● **EXERCISE MATERIALS**:
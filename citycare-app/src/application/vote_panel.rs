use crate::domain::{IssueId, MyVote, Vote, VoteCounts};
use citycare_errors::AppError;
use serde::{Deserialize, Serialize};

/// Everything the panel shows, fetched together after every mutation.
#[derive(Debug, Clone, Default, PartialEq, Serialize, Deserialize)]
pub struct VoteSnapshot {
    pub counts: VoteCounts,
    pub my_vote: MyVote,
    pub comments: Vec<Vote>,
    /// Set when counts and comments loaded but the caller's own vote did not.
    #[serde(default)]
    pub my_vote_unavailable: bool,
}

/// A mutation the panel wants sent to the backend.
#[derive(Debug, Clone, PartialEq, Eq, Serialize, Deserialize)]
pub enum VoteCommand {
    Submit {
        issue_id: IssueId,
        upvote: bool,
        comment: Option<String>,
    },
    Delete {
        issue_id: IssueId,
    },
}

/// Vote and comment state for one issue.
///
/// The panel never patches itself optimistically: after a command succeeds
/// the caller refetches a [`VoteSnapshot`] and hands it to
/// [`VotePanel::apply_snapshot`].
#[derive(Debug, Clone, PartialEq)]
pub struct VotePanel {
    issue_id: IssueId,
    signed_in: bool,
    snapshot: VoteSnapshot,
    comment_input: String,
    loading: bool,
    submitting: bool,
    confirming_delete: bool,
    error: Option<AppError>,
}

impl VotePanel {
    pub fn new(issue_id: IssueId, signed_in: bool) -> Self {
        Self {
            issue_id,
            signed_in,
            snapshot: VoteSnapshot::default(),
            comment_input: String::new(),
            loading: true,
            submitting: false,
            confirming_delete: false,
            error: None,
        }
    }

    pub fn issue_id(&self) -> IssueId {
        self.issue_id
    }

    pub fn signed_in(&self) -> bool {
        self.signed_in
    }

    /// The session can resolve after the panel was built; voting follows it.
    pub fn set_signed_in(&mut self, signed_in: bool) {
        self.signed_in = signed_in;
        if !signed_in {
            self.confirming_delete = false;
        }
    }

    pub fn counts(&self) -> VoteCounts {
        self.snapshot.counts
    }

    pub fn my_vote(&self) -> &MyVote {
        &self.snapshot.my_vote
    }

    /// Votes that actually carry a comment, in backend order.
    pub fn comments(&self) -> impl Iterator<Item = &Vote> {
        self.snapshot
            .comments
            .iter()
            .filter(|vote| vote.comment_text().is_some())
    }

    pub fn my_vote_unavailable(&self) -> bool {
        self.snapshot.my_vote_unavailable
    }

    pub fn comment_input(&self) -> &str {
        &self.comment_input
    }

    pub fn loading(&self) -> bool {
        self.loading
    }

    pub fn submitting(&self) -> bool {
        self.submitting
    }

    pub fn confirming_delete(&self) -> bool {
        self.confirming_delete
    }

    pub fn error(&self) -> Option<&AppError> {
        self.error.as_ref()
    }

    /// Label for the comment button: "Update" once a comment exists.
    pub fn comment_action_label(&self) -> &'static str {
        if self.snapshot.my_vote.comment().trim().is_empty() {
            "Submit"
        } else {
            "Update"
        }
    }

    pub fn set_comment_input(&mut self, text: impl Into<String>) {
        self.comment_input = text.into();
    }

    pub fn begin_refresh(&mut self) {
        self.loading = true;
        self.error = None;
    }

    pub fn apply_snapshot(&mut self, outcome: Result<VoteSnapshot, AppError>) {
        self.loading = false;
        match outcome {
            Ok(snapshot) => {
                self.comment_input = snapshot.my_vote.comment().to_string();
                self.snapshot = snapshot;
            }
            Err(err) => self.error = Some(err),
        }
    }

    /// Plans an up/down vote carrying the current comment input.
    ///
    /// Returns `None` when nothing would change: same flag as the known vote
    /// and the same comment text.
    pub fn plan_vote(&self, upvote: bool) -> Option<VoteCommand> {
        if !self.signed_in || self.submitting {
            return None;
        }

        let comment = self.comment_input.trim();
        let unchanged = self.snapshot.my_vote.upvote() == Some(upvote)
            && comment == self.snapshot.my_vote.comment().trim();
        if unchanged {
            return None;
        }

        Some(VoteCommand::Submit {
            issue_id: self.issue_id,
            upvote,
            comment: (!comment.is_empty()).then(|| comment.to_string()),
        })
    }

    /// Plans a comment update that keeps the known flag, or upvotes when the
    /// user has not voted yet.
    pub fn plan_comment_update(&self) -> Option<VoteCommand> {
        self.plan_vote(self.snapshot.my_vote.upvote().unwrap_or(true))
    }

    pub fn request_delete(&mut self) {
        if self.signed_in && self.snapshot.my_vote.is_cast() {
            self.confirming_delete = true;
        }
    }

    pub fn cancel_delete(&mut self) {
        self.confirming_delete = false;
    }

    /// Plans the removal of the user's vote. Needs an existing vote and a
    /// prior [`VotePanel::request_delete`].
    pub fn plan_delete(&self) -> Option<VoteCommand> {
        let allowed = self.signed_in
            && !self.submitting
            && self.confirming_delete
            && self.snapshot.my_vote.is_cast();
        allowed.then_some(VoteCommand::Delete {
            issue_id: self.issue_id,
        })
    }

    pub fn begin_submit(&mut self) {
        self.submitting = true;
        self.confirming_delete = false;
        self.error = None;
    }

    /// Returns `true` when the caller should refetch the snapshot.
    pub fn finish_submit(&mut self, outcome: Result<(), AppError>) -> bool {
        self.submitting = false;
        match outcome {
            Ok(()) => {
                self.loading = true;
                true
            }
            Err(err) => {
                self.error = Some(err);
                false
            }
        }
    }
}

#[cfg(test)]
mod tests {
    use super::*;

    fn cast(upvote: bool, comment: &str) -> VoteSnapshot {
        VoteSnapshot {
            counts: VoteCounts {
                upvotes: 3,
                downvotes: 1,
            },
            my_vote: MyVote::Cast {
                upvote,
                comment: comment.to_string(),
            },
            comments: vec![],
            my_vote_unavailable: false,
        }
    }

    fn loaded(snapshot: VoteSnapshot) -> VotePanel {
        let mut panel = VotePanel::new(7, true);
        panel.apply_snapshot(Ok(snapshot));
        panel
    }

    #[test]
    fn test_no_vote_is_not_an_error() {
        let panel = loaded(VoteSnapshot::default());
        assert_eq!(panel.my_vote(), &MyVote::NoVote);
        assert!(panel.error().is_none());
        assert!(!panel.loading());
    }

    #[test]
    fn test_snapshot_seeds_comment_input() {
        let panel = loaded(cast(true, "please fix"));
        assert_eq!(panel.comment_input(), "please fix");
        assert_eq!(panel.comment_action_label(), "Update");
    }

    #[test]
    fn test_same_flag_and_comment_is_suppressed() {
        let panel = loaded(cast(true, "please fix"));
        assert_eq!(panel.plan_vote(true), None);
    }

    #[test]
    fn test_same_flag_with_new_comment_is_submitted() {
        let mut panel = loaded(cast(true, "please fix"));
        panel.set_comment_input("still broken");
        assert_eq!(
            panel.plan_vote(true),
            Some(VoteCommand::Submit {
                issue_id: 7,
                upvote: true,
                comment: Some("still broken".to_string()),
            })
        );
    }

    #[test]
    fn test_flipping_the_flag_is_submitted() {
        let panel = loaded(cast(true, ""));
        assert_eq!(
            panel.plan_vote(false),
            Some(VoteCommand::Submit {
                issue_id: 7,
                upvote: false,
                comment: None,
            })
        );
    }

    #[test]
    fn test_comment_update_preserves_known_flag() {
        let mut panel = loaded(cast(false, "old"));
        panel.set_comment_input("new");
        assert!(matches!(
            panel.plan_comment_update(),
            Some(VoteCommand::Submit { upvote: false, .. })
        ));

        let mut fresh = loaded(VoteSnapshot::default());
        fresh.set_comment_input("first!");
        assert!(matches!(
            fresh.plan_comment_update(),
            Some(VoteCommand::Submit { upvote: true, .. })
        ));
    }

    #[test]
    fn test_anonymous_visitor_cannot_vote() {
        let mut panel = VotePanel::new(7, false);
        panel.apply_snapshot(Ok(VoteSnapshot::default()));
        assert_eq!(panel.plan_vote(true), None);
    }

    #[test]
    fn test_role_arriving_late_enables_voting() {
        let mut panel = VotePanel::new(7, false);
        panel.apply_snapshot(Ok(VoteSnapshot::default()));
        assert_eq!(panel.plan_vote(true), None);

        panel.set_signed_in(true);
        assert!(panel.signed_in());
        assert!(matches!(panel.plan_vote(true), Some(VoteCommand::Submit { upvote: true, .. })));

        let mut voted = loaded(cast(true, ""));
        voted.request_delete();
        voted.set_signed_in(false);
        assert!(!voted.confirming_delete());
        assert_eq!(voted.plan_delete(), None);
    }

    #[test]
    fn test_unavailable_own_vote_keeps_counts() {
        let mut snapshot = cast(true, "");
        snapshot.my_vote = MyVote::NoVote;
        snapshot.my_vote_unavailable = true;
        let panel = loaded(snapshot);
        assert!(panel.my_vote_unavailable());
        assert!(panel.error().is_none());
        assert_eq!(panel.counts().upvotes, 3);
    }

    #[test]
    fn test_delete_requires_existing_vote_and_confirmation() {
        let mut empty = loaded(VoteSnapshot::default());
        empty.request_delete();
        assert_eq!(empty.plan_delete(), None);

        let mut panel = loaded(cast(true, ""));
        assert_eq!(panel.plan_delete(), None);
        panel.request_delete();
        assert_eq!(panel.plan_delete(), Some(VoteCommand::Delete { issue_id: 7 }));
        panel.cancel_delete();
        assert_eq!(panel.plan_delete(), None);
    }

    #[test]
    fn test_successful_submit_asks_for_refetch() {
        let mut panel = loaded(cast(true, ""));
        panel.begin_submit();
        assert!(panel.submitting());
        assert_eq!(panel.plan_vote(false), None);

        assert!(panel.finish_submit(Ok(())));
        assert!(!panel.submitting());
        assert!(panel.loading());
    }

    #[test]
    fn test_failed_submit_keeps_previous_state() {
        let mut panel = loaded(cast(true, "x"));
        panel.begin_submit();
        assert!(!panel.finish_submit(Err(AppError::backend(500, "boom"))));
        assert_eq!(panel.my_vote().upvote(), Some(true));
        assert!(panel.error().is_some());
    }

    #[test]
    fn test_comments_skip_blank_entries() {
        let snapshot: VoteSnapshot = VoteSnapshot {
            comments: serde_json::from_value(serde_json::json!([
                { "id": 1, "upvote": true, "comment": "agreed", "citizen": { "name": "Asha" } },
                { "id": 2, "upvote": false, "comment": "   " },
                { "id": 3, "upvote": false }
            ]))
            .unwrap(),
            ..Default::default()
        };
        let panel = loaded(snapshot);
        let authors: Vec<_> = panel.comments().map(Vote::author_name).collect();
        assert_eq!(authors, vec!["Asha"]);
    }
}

==

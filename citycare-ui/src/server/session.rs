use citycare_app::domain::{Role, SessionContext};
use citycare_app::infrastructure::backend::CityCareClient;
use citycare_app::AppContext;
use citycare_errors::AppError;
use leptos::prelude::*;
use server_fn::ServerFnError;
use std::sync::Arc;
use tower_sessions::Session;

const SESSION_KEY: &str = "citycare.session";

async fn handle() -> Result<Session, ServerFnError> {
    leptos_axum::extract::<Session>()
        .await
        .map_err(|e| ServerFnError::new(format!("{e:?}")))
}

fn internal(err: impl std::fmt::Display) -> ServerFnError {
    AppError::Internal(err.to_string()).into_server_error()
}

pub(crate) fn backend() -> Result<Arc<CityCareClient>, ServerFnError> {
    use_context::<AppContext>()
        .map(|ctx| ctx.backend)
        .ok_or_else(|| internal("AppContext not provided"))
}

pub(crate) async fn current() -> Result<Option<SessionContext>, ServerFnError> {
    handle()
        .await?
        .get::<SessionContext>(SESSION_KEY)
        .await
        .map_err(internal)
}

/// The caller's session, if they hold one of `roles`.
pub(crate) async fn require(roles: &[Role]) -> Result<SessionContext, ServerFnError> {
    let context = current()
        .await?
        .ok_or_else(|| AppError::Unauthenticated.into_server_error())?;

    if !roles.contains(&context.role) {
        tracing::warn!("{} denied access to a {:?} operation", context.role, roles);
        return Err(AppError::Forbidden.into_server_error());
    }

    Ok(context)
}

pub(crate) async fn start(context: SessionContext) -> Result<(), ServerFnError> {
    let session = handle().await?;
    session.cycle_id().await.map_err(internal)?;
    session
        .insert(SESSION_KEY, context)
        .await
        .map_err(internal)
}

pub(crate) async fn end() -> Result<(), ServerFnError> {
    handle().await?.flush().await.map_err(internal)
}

* * *

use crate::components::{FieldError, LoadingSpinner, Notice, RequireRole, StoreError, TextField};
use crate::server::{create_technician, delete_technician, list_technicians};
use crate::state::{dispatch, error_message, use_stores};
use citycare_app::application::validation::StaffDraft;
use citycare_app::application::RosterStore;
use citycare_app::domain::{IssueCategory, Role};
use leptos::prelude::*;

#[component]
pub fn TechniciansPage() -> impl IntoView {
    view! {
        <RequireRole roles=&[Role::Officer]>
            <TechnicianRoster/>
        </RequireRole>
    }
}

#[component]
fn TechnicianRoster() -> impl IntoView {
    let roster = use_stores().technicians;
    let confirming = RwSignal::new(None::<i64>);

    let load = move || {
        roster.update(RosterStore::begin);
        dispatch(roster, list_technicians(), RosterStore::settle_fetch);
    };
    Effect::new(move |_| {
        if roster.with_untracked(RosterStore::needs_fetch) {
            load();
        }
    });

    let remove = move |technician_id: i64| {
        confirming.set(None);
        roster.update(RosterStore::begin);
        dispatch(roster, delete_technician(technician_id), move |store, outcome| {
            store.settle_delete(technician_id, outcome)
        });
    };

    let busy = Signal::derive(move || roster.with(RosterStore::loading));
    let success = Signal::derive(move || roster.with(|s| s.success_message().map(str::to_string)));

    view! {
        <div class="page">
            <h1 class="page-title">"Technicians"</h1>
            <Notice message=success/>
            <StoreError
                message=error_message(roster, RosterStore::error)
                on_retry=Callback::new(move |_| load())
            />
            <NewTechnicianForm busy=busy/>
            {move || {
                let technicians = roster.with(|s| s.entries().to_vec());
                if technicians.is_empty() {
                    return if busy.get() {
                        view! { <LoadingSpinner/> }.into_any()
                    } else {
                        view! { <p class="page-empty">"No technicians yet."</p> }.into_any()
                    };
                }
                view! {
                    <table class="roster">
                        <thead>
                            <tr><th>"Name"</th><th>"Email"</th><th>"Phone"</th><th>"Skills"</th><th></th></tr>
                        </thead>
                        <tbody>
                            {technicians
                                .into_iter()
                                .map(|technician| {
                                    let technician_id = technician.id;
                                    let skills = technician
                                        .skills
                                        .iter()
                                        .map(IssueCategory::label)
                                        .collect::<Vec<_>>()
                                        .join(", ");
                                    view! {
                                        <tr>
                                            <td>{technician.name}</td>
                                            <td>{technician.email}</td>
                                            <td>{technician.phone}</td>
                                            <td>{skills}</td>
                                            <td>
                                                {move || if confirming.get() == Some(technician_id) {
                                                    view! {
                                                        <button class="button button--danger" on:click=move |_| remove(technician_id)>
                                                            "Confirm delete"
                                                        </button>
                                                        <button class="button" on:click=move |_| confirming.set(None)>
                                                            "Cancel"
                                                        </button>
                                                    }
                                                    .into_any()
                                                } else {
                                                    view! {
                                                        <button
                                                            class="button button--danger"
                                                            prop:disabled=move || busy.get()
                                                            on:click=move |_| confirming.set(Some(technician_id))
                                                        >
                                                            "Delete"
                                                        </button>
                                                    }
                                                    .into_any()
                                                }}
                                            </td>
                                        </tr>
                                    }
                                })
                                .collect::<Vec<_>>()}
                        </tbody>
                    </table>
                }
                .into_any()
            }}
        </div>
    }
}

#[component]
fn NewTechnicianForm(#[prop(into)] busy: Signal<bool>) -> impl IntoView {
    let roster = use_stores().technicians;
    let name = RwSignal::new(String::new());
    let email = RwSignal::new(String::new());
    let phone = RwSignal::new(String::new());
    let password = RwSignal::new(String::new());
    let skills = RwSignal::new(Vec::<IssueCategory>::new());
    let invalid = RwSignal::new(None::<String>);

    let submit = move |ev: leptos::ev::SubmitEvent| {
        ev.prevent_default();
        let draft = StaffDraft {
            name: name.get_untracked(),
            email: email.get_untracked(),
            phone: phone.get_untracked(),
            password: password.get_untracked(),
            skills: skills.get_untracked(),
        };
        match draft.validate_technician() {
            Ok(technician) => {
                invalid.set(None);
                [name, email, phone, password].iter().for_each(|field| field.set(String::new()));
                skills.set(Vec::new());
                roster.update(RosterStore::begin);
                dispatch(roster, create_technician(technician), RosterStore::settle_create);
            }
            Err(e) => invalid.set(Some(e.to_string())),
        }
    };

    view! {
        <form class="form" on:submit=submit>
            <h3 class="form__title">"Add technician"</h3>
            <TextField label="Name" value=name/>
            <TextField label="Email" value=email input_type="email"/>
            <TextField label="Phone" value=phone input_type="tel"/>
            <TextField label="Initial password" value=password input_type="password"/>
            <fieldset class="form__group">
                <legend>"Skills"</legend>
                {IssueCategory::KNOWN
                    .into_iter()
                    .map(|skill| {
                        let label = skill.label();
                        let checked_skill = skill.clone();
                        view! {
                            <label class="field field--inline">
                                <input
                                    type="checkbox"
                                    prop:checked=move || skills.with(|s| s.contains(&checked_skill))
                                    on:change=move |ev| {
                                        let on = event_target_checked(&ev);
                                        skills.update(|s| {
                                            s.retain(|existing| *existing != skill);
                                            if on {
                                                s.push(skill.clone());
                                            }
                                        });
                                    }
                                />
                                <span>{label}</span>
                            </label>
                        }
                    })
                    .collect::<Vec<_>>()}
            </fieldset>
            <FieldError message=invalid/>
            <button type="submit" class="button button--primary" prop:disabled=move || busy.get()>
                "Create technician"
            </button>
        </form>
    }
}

● **TASK ITEM**: Search the data for "AppContext" and list every line in which it occurs.

● **EXERCISE RESPONSE**:
use citycare_app::AppContext;
    use_context::<AppContext>()
        .ok_or_else(|| internal("AppContext not provided"))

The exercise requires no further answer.